Raw data:
:::::

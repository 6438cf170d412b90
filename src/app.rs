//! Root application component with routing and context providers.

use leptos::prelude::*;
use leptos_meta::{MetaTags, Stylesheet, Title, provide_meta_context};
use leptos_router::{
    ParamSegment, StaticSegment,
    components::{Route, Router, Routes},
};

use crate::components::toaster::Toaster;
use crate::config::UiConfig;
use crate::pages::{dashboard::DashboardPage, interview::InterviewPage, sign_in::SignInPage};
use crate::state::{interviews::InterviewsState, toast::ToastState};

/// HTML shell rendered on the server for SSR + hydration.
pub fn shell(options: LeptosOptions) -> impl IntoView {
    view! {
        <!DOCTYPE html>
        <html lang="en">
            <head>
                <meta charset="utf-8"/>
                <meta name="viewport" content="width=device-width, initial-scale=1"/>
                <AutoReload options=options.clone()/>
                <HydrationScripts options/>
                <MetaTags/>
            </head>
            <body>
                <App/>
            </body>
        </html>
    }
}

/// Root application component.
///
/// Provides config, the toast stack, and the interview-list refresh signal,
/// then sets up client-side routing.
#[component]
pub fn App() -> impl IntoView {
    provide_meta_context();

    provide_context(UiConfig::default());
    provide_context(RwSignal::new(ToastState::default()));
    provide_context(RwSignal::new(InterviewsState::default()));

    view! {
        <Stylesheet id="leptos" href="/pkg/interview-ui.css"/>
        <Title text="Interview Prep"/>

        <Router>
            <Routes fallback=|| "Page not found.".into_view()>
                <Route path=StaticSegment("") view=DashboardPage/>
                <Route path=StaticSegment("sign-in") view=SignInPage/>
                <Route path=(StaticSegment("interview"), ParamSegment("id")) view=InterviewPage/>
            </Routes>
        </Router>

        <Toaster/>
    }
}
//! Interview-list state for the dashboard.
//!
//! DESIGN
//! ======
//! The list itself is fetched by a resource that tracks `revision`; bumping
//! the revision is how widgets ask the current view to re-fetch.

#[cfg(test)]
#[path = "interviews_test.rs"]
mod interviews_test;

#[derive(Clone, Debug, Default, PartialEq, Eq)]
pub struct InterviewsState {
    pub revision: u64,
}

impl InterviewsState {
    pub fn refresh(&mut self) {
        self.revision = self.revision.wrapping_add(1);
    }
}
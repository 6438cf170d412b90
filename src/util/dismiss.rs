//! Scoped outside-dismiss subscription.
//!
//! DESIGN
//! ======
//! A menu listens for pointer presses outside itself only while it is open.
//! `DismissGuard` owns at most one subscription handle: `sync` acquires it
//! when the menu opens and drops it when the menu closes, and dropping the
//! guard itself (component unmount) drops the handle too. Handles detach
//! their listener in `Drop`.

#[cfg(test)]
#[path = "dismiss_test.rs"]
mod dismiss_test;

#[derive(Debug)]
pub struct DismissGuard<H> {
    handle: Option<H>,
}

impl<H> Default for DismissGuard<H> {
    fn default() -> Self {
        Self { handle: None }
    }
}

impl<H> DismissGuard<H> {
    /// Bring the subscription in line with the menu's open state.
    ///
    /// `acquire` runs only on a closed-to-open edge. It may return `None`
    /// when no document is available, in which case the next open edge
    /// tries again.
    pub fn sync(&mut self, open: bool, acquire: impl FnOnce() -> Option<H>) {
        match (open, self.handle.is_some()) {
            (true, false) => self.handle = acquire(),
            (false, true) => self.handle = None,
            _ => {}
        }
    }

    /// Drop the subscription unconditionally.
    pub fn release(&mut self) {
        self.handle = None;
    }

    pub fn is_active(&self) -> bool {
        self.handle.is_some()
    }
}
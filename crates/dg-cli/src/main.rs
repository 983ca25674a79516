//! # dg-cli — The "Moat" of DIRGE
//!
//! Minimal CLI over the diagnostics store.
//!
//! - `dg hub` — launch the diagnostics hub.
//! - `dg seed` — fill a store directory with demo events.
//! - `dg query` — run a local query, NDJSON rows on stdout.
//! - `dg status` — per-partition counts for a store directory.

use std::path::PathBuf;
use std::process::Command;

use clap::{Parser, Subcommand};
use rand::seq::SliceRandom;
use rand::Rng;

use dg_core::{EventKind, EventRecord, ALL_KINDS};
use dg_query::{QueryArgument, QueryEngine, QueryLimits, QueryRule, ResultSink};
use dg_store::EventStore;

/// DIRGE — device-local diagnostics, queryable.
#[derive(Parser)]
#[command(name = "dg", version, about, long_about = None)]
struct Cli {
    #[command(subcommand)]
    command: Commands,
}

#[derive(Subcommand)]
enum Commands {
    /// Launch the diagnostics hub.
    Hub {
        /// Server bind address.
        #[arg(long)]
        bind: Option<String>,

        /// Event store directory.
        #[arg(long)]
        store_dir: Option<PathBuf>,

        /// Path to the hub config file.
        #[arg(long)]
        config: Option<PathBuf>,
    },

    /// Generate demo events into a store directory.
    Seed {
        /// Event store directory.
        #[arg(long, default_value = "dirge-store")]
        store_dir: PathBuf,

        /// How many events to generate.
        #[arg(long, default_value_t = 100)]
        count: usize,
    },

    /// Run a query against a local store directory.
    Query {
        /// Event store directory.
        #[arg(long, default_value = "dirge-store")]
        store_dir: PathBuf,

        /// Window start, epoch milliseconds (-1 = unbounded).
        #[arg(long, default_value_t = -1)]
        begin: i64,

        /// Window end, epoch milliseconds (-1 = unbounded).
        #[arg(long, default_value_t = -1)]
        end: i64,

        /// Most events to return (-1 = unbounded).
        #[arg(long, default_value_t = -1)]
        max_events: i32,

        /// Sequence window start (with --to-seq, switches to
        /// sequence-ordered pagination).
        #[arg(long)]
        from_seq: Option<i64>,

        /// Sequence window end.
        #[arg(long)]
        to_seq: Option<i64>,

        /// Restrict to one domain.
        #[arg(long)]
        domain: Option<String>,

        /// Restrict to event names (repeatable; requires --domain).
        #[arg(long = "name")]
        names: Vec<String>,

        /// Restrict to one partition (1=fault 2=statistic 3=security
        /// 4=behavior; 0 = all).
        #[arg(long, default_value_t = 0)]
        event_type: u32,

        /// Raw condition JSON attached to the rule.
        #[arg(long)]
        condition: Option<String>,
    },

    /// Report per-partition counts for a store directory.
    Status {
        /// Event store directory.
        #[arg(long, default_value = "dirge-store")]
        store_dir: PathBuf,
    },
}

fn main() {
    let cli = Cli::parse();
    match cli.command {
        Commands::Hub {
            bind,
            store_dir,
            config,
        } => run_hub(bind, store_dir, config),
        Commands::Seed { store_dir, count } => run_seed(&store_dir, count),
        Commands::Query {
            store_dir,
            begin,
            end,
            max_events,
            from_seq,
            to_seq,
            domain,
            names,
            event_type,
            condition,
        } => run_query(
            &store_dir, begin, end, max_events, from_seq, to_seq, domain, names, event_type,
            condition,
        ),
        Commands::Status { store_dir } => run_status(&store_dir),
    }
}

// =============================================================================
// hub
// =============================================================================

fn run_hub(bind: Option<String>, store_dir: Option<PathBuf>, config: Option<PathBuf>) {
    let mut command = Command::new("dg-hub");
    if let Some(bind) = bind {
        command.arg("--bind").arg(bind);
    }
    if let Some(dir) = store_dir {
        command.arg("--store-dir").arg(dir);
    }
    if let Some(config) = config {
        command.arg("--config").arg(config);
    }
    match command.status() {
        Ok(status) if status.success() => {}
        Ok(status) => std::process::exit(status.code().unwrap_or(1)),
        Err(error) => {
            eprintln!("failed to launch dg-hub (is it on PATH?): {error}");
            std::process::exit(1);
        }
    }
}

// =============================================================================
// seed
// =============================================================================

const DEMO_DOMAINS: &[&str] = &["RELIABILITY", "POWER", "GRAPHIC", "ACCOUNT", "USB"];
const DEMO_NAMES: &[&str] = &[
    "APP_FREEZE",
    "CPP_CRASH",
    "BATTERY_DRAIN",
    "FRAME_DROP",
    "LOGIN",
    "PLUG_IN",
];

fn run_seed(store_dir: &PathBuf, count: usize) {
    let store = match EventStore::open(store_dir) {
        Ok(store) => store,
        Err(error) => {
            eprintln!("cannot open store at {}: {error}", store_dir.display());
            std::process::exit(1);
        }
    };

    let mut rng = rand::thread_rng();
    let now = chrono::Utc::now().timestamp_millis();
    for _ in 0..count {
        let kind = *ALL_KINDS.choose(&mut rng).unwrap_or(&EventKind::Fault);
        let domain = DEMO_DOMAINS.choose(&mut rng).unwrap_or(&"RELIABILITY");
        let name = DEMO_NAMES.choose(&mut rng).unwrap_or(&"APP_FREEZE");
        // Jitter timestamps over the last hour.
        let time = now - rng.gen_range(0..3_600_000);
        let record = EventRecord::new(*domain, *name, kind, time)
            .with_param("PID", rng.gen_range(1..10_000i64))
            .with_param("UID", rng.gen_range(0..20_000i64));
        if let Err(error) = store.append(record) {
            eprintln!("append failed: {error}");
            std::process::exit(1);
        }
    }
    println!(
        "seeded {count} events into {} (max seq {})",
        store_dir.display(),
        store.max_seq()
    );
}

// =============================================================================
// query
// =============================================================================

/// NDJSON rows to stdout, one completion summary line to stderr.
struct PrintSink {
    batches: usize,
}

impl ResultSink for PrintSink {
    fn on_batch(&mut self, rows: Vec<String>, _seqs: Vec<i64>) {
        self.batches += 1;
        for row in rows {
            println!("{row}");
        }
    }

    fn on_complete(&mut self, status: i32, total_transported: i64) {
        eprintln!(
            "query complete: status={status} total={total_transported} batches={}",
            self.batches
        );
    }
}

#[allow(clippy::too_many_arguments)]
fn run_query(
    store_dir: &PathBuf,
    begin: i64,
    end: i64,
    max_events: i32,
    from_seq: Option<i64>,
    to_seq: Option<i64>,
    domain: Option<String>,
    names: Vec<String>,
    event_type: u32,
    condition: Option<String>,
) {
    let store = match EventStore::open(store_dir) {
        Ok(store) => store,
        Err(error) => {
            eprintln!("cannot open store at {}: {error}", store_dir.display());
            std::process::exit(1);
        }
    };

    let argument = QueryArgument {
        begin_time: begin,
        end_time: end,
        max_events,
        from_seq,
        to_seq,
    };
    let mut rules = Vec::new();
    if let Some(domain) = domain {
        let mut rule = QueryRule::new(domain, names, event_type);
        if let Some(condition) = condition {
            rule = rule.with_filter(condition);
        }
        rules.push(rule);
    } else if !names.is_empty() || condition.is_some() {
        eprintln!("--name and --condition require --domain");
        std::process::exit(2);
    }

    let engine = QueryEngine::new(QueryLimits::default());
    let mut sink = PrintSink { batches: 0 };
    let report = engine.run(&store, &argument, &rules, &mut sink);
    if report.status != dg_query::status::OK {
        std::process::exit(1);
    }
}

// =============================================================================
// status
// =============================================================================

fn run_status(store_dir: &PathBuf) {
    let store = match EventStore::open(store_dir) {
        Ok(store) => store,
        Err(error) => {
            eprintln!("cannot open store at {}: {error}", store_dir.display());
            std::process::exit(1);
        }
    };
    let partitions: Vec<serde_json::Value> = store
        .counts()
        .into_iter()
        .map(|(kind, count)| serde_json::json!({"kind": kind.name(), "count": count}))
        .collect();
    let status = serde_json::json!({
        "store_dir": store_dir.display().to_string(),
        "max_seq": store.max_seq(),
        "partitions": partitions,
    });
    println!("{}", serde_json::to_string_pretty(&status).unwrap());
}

:::::

Problem description: If a line comes after the one containing "use crate::config::UiConfig;", leave it out; set down every line of the data before it, and that line itself, exactly.

Response area:
repository 6438cf170d412b90
filename src/app.rs
//! Root application component with routing and context providers.

use leptos::prelude::*;
use leptos_meta::{MetaTags, Stylesheet, Title, provide_meta_context};
use leptos_router::{
    ParamSegment, StaticSegment,
    components::{Route, Router, Routes},
};

use crate::components::toaster::Toaster;
use crate::config::UiConfig;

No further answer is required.